Miroslav Krstic
University of California, San Diego
Date/Time: Jan 30, 2024 – 19:00 (online)
Control and Machine Learning: Rivals or Partners?
It is no longer a question WHETHER machine learning should be incorporated into the control toolbox but only HOW. On the one hand, employment as a control engineer today requires some degree of familiarity with ML. On the other hand, even some highest-profile AI pioneers have disavowed the ways of use of ML for control in which physical modeling – where possible – is bypassed, design lacks guarantees, and the distinguishing nature of feedback systems, where stability and safety are at stake, is overlooked.
A number of well-motivated “data-driven” control paradigms have emerged in the control theory literature in the last few years. Most of them are, to various degrees, ALTERNATIVES to the certificate-bearing control tools built by generations of control researchers. I propose, somewhat in contrast, a use of ML which leverages the control community’s rich heritage of rigorous, performance and stability ensuring control designs. A game-changing “supporting role” is assigned to ML, in automating and accelerating by several orders of magnitude the implementation of model-based control designs.
The benefits of such a way of blending ML into control design is nowhere as evident as in control of complex infinite-dimensional systems modeled by partial differential equations. I employ, in PDE control, the latest breakthrough in deep learning approximations of not functions but function-to-function mappings (nonlinear operators) by the so-called “neural operators.” With neural operators, entire PDE control methodologies are encoded into what amounts to a function evaluation, leading to a thousandfold speedup in real-time implementation, while retaining the stability guarantees of the original control designs being encoded by the neural operators. Applications range from traffic and epidemiology to manufacturing, energy generation, and supply chains.

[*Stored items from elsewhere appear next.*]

use super::camera_models::Camera;
use chrono::{DateTime, Utc};
use serde::{Deserialize, Serialize};

/// Incident model
///
/// The category label is stored in the `type` column and serialized as the
/// JSON field `type` to match the dashboard contract.
#[derive(Debug, Clone, Serialize, Deserialize, sqlx::FromRow)]
#[serde(rename_all = "camelCase")]
pub struct Incident {
    pub id: i32,
    pub camera_id: i32,
    #[serde(rename = "type")]
    #[sqlx(rename = "type")]
    pub incident_type: String,
    pub ts_start: DateTime<Utc>,
    /// None while the incident is still ongoing
    pub ts_end: Option<DateTime<Utc>>,
    pub thumbnail_url: String,
    pub resolved: bool,
    pub created_at: DateTime<Utc>,
}

/// Helper struct for an incident with its camera embedded
#[derive(Debug, Clone, Serialize, Deserialize)]
pub struct IncidentWithCamera {
    #[serde(flatten)]
    pub incident: Incident,
    pub camera: Camera,
}

/// Flat row shape returned by the incident/camera join queries
#[derive(Debug, Clone, sqlx::FromRow)]
pub struct IncidentWithCameraRow {
    pub id: i32,
    pub camera_id: i32,
    #[sqlx(rename = "type")]
    pub incident_type: String,
    pub ts_start: DateTime<Utc>,
    pub ts_end: Option<DateTime<Utc>>,
    pub thumbnail_url: String,
    pub resolved: bool,
    pub created_at: DateTime<Utc>,
    pub camera_name: String,
    pub camera_location: String,
    pub camera_created_at: DateTime<Utc>,
}

impl From<IncidentWithCameraRow> for IncidentWithCamera {
    fn from(row: IncidentWithCameraRow) -> Self {
        IncidentWithCamera {
            camera: Camera {
                id: row.camera_id,
                name: row.camera_name,
                location: row.camera_location,
                created_at: row.camera_created_at,
            },
            incident: Incident {
                id: row.id,
                camera_id: row.camera_id,
                incident_type: row.incident_type,
                ts_start: row.ts_start,
                ts_end: row.ts_end,
                thumbnail_url: row.thumbnail_url,
                resolved: row.resolved,
                created_at: row.created_at,
            },
        }
    }
}
use crate::{
    db::models::user_models::{NewUser, User},
    error::Error,
};
use anyhow::Result;
use sqlx::PgPool;
use std::sync::Arc;
use tracing::info;

/// Users repository for handling user operations
#[derive(Clone)]
pub struct UsersRepository {
    pool: Arc<PgPool>,
}

impl UsersRepository {
    /// Create a new users repository
    pub fn new(pool: Arc<PgPool>) -> Self {
        Self { pool }
    }

    /// Create a new user
    pub async fn create(&self, new_user: &NewUser) -> Result<User> {
        info!("Creating new user: {}", new_user.name);

        let result = sqlx::query_as::<_, User>(
            r#"
            INSERT INTO users (name, email)
            VALUES ($1, $2)
            RETURNING id, name, email, created_at
            "#,
        )
        .bind(&new_user.name)
        .bind(&new_user.email)
        .fetch_one(&*self.pool)
        .await
        .map_err(|e| Error::Database(format!("Failed to create user: {}", e)))?;

        Ok(result)
    }

    /// Get all users, newest first
    pub async fn get_all(&self) -> Result<Vec<User>> {
        let result = sqlx::query_as::<_, User>(
            r#"
            SELECT id, name, email, created_at
            FROM users
            ORDER BY created_at DESC
            "#,
        )
        .fetch_all(&*self.pool)
        .await
        .map_err(|e| Error::Database(format!("Failed to get all users: {}", e)))?;

        Ok(result)
    }
}
use crate::db::models::camera_models::CameraWithIncidents;
use crate::db::models::incident_models::IncidentWithCamera;
use crate::db::models::user_models::{NewUser, User};
use crate::error::Error;
use anyhow::Result;
use serde::de::DeserializeOwned;
use serde::Deserialize;

pub mod dashboard;

pub use dashboard::{Dashboard, IncidentListState, UserDirectory};

/// Typed HTTP client for the SecureSight API.
///
/// Holds the base URL of one API instance. No request timeout is
/// configured; a hung server blocks the triggering call.
pub struct SecureSightClient {
    base_url: String,
    http: reqwest::Client,
}

/// Liveness marker returned by `GET /api/health`.
#[derive(Debug, Clone, Deserialize)]
pub struct Health {
    pub status: String,
    pub timestamp: String,
}

#[derive(Debug, Deserialize)]
struct ErrorBody {
    error: String,
}

impl SecureSightClient {
    /// Create a new client targeting `base_url`, e.g. `http://localhost:3001`.
    pub fn new(base_url: impl Into<String>) -> Self {
        let base_url = base_url.into().trim_end_matches('/').to_string();
        Self {
            base_url,
            http: reqwest::Client::new(),
        }
    }

    /// Base URL from `SECURESIGHT_API_URL`, falling back to localhost.
    pub fn from_env() -> Self {
        let base_url = std::env::var("SECURESIGHT_API_URL")
            .unwrap_or_else(|_| "http://localhost:3001".to_string());
        Self::new(base_url)
    }

    pub fn base_url(&self) -> &str {
        &self.base_url
    }

    fn url(&self, path: &str) -> String {
        format!("{}{}", self.base_url, path)
    }

    pub async fn health(&self) -> Result<Health> {
        let response = self
            .http
            .get(self.url("/api/health"))
            .send()
            .await
            .map_err(|e| Error::Api(format!("Health request failed: {}", e)))?;
        decode(response).await
    }

    /// All users, newest first.
    pub async fn users(&self) -> Result<Vec<User>> {
        let response = self
            .http
            .get(self.url("/api/users"))
            .send()
            .await
            .map_err(|e| Error::Api(format!("Users request failed: {}", e)))?;
        decode(response).await
    }

    pub async fn create_user(&self, name: &str, email: &str) -> Result<User> {
        let payload = NewUser {
            name: name.to_string(),
            email: email.to_string(),
        };
        let response = self
            .http
            .post(self.url("/api/users"))
            .json(&payload)
            .send()
            .await
            .map_err(|e| Error::Api(format!("Create user request failed: {}", e)))?;
        decode(response).await
    }

    /// All cameras with their incidents nested.
    pub async fn cameras(&self) -> Result<Vec<CameraWithIncidents>> {
        let response = self
            .http
            .get(self.url("/api/cameras"))
            .send()
            .await
            .map_err(|e| Error::Api(format!("Cameras request failed: {}", e)))?;
        decode(response).await
    }

    /// Incidents with cameras embedded, optionally filtered by resolved flag.
    pub async fn incidents(&self, resolved: Option<bool>) -> Result<Vec<IncidentWithCamera>> {
        let mut request = self.http.get(self.url("/api/incidents"));
        if let Some(resolved) = resolved {
            request = request.query(&[("resolved", if resolved { "true" } else { "false" })]);
        }
        let response = request
            .send()
            .await
            .map_err(|e| Error::Api(format!("Incidents request failed: {}", e)))?;
        decode(response).await
    }

    /// Toggle the resolved flag on an incident.
    pub async fn resolve_incident(&self, id: i32) -> Result<IncidentWithCamera> {
        let response = self
            .http
            .patch(self.url(&format!("/api/incidents/{}/resolve", id)))
            .send()
            .await
            .map_err(|e| Error::Api(format!("Resolve request failed: {}", e)))?;
        decode(response).await
    }
}

async fn decode<T: DeserializeOwned>(response: reqwest::Response) -> Result<T> {
    let status = response.status();
    if status.is_success() {
        let value = response
            .json::<T>()
            .await
            .map_err(|e| Error::Api(format!("Failed to decode response: {}", e)))?;
        Ok(value)
    } else {
        let message = response
            .json::<ErrorBody>()
            .await
            .map(|body| body.error)
            .unwrap_or_else(|_| "unknown error".to_string());
        Err(Error::Api(format!("{}: {}", status, message)).into())
    }
}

Bio: Miroslav Krstic is Distinguished Professor and Senior Associate Vice Chancellor for Research at University of California, San Diego. He has received the IEEE Hendrik Bode Lecture Prize, Richard Bellman Control Heritage Award, SIAM Reid Prize, ASME Rufus Oldenburger Medal, IFAC TC awards for Nonlinear Control, Distributed Parameter Systems, and Adaptive Systems, IFAC’s Harold Chestnut Textbook Prize, the Ragazzini Education Award, the inaugural AV Balakrishnan Award for the Mathematics of Systems, and other recognitions. He serves as EiC of Systems & Control Letters (currently), EiC-Designate for IEEE Transactions on Automatic Control (2026), and Senior Editor in Automatica.